# Prove that the statement is true or false

• docnet
In summary, the negation of the statement ##\exists y > 0 \forall x > 0 : xy < 1## is false because it always has the result ##1##.
docnet
Gold Member
Homework Statement
Consider the following statements about real numbers x and y. If true, prove it. If false, state its negation and prove that statement.
Relevant Equations
1. ##\forall x>0, \exists y>0## such that ##xy<1##.
2. ##\exists y>0## such that ##\forall x>0, xy<1##.
1. True Let ##y=\frac{1}{x+1}##. Then ##xy=\frac{x}{x+1}<1, \forall x>0##.
2. False. Let ##x=\frac{1}{y}##. Then for any ##x>0##, you always have ##xy=\frac{y}{y}=1##

I feel like the second statement is wrong because I am choosing any ##y## , instead of choosing any ##x##.

Last edited:
It might be helpful to explicitly write the negation of 2.

benorin and docnet
fishturtle1 said:
It might be helpful to explicitly write the negation of 2.
Is negation an opposite statement such as "there does NOT exist a ##y>0## such that ##\forall x>0, xy<1##"? So, there does not exist a ##y## that satisfies ##xy<0## for ##x=\frac{1}{y}##.

docnet said:
Is negation an opposite statement such as "there does NOT exist a y>0 such that ∀x>0,xy<1"?
Yes. But it might be even more helpful to write it in terms of quantifiers. We have:
$$\neg \exists y > 0 \forall x > 0 : xy < 1 \equiv \forall y > 0 \exists x > 0 : xy \ge 1$$

Does that make sense?

PeroK and docnet
##\neg((\exists y>0)[\forall x>0, xy<1]))\Rightarrow ((\exists z[(y=\frac 1z) \wedge(x=\frac z1)]) \Rightarrow (xy=1)))##

Last edited:
docnet
fishturtle1 said:
Yes. But it might be even more helpful to write it in terms of quantifiers. We have:
$$\neg \exists y > 0 \forall x > 0 : xy < 1 \equiv \forall y > 0 \exists x > 0 : xy \ge 1$$

Does that make sense?
Thank you, this makes sense. I have one question: does the above negation statement not carry a different meaning than the statement ## \exists y > 0 \forall x > 0 : xy \ge 1##? Because, we are finding a ##y## for all ##x##, as opposed of finding a ##x## for all ##y##?

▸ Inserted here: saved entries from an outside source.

//! Process-lifetime secret cache

use credmount_core::{SecretName, SecretRecord};
use indexmap::IndexMap;
use parking_lot::Mutex;

/// Resolved records keyed by secret name.
///
/// Entries are written through from the store and vault tiers and never
/// expire; the cache lives exactly as long as its resolver.
#[derive(Debug, Default)]
pub struct SecretCache {
    entries: Mutex<IndexMap<SecretName, SecretRecord>>,
}

impl SecretCache {
    pub fn new() -> Self {
        Self::default()
    }

    pub fn get(&self, name: &SecretName) -> Option<SecretRecord> {
        self.entries.lock().get(name).cloned()
    }

    /// Insert or replace the entry for `name`
    pub fn insert(&self, name: SecretName, record: SecretRecord) {
        self.entries.lock().insert(name, record);
    }

    pub fn contains(&self, name: &SecretName) -> bool {
        self.entries.lock().contains_key(name)
    }

    pub fn len(&self) -> usize {
        self.entries.lock().len()
    }

    pub fn is_empty(&self) -> bool {
        self.entries.lock().is_empty()
    }
}

#[cfg(test)]
mod tests {
    use super::*;

    #[test]
    fn test_insert_replaces() {
        let cache = SecretCache::new();
        let name = SecretName::new("api");
        assert!(cache.get(&name).is_none());

        cache.insert(name.clone(), [("token", "one")].into_iter().collect());
        cache.insert(name.clone(), [("token", "two")].into_iter().collect());

        assert_eq!(cache.len(), 1);
        assert_eq!(cache.get(&name).unwrap().get("token"), Some("two"));
    }
}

Yes, the two statements are both false; but would require different proofs. (You might want to try to prove the one statement you wrote and compare).

docnet said:
as opposed of finding a x for all y?
I assume you are referring to the statement ##\forall y > 0 \exists x > 0 : xy \ge 1##. For each ##y##, we are finding an ##x## such that ##xy \ge 1##. (I am not sure if you have seen it, but this difference comes up in continuity vs. uniform continuity).

Anyways, do you see how to finish off 2) now? (The OP is pretty close).

docnet
fishturtle1 said:
Yes, the two statements are both false; but would require different proofs. (You might want to try to prove the one statement you wrote and compare).I assume you are referring to the statement ##\forall y > 0 \exists x > 0 : xy \ge 1##. For each ##y##, we are finding an ##x## such that ##xy \ge 1##. (I am not sure if you have seen it, but this difference comes up in continuity vs. uniform continuity).

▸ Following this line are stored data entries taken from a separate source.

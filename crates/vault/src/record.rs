//! Vault record shapes and their flattening into `SecretRecord`

use credmount_core::{Error, Result, SecretRecord};
use serde::{Deserialize, Serialize};
use serde_json::Value;

/// Type given to custom fields appended by an update
pub const CUSTOM_FIELD_TYPE: &str = "text";

/// One field of a vault record
#[derive(Debug, Clone, PartialEq, Serialize, Deserialize)]
pub struct RawField {
    #[serde(rename = "type")]
    pub field_type: String,
    #[serde(default, skip_serializing_if = "Option::is_none")]
    pub label: Option<String>,
    #[serde(default)]
    pub value: Vec<Value>,
}

impl RawField {
    /// Name under which the field is exposed: the label, else the type
    pub fn name(&self) -> &str {
        self.label.as_deref().unwrap_or(&self.field_type)
    }
}

/// A record as the vault stores it
#[derive(Debug, Clone, PartialEq, Serialize, Deserialize)]
pub struct RawRecord {
    pub uid: String,
    pub title: String,
    #[serde(default)]
    pub fields: Vec<RawField>,
    #[serde(default)]
    pub custom: Vec<RawField>,
}

/// Which list a field lives in
#[derive(Debug, Clone, Copy, PartialEq, Eq)]
pub enum Section {
    Fields,
    Custom,
}

impl Section {
    pub fn as_str(self) -> &'static str {
        match self {
            Section::Fields => "fields",
            Section::Custom => "custom",
        }
    }
}

impl RawRecord {
    /// Flatten into a field-name to value map.
    ///
    /// Standard fields come first, then custom ones; a later field with the
    /// same name replaces an earlier one. Fields without a value are skipped
    /// and a field with more than one value fails the whole record.
    pub fn parse(&self) -> Result<SecretRecord> {
        let mut record = SecretRecord::new();
        for (section, fields) in [(Section::Fields, &self.fields), (Section::Custom, &self.custom)] {
            for field in fields {
                match field.value.as_slice() {
                    [] => {}
                    [value] => {
                        record.insert(field.name(), value_text(value));
                    }
                    _ => {
                        return Err(Error::multi_value(
                            &self.title,
                            section.as_str(),
                            field.name(),
                        ))
                    }
                }
            }
        }
        Ok(record)
    }

    /// Set `name` to `value`.
    ///
    /// A standard field with that name is overwritten first, then a custom
    /// one; otherwise a new custom text field is appended.
    pub fn apply_update(&mut self, name: &str, value: &str) -> Section {
        let value = vec![Value::String(value.to_string())];
        if let Some(field) = self.fields.iter_mut().find(|f| f.name() == name) {
            field.value = value;
            return Section::Fields;
        }
        if let Some(field) = self.custom.iter_mut().find(|f| f.name() == name) {
            field.value = value;
            return Section::Custom;
        }
        self.custom.push(RawField {
            field_type: CUSTOM_FIELD_TYPE.to_string(),
            label: Some(name.to_string()),
            value,
        });
        Section::Custom
    }
}

fn value_text(value: &Value) -> String {
    match value {
        Value::String(s) => s.clone(),
        Value::Null => String::new(),
        // Scalars print bare; objects and arrays as compact JSON
        other => other.to_string(),
    }
}

#[cfg(test)]
mod tests {
    use super::*;
    use serde_json::json;

    fn field(field_type: &str, label: Option<&str>, value: Value) -> RawField {
        RawField {
            field_type: field_type.to_string(),
            label: label.map(str::to_string),
            value: match value {
                Value::Array(values) => values,
                other => vec![other],
            },
        }
    }

    fn sample() -> RawRecord {
        RawRecord {
            uid: "uid-1".to_string(),
            title: "databridge".to_string(),
            fields: vec![
                field("login", None, json!(["svc_user"])),
                field("password", None, json!(["hunter2"])),
                field("url", None, json!([])),
            ],
            custom: vec![field("text", Some("database"), json!(["prod"]))],
        }
    }

    #[test]
    fn test_parse_uses_label_or_type() {
        let record = sample().parse().unwrap();
        let fields: Vec<_> = record.fields().collect();
        assert_eq!(fields, vec!["login", "password", "database"]);
        assert_eq!(record.get("login"), Some("svc_user"));
        assert_eq!(record.get("database"), Some("prod"));
    }

    #[test]
    fn test_parse_skips_empty_values() {
        assert!(sample().parse().unwrap().get("url").is_none());
    }

    #[test]
    fn test_parse_stringifies_scalars_and_objects() {
        let mut raw = sample();
        raw.custom = vec![
            field("text", Some("port"), json!([5432])),
            field("checkbox", Some("enabled"), json!([true])),
            field("host", None, json!([{"hostName": "db.local", "port": "5432"}])),
        ];

        let record = raw.parse().unwrap();
        assert_eq!(record.get("port"), Some("5432"));
        assert_eq!(record.get("enabled"), Some("true"));
        assert_eq!(
            record.get("host"),
            Some("{\"hostName\":\"db.local\",\"port\":\"5432\"}")
        );
    }

    #[test]
    fn test_parse_rejects_multiple_values() {
        let mut raw = sample();
        raw.custom.push(field("text", Some("replicas"), json!(["a", "b"])));

        match raw.parse().unwrap_err() {
            Error::MultiValue {
                record,
                section,
                field,
            } => {
                assert_eq!(record, "databridge");
                assert_eq!(section, "custom");
                assert_eq!(field, "replicas");
            }
            other => panic!("expected multi-value error, got {other}"),
        }
    }

    #[test]
    fn test_update_overwrites_standard_field() {
        let mut raw = sample();
        assert_eq!(raw.apply_update("password", "new"), Section::Fields);
        assert_eq!(raw.parse().unwrap().get("password"), Some("new"));
        assert_eq!(raw.custom.len(), 1);
    }

    #[test]
    fn test_update_overwrites_custom_field() {
        let mut raw = sample();
        assert_eq!(raw.apply_update("database", "staging"), Section::Custom);
        assert_eq!(raw.custom.len(), 1);
        assert_eq!(raw.parse().unwrap().get("database"), Some("staging"));
    }

    #[test]
    fn test_update_appends_text_field() {
        let mut raw = sample();
        assert_eq!(raw.apply_update("schema", "gis"), Section::Custom);

        let added = raw.custom.last().unwrap();
        assert_eq!(added.field_type, CUSTOM_FIELD_TYPE);
        assert_eq!(added.label.as_deref(), Some("schema"));
        assert_eq!(raw.parse().unwrap().get("schema"), Some("gis"));
    }

    #[test]
    fn test_wire_shape() {
        let raw: RawRecord = serde_json::from_value(json!({
            "uid": "abc",
            "title": "api",
            "fields": [{"type": "password", "value": ["pw"]}],
        }))
        .unwrap();

        assert!(raw.custom.is_empty());
        assert_eq!(raw.fields[0].name(), "password");
        let back = serde_json::to_value(&raw).unwrap();
        assert_eq!(back["fields"][0]["type"], "password");
        assert!(back["fields"][0].get("label").is_none());
    }
}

Anyways, do you see how to finish off 2) now?
Okay, that makes sense. Thank you!

2) ## \exists y > 0 \forall x > 0 : xy < 1##
To prove the statement is false, we negate the statement and prove that it is true.
##\neg \exists y > 0 \forall x > 0 : xy < 1 \equiv \forall y > 0 \exists x > 0 : xy \ge 1##
Let ##x=\frac{1}{y}##. Then ##xy=1##. This proves the negation statement true. So its negation is false, and hence the original statement is false.

PeroK and fishturtle1
edit: looks good to me.

docnet
docnet said:
Thank you, this makes sense. I have one question: does the above negation statement not carry a different meaning than the statement ## \exists y > 0 \forall x > 0 : xy \ge 1##? Because, we are finding a ##y## for all ##x##, as opposed of finding a ##x## for all ##y##?
The negation typically swaps everything in the proposition. To take an example:

The negation of ##\exists x \in S: x \ \text{is odd}## is not simply ##\exists x \in S: x \ \text{is even}##. The negation is what holds iff the original statement is false. If the first statement is false (and ##S## is non-empty), then the second statement is true. But, if the second statement is true, then the first statement is not necessarily false. As there are sets with both even and odd numbers.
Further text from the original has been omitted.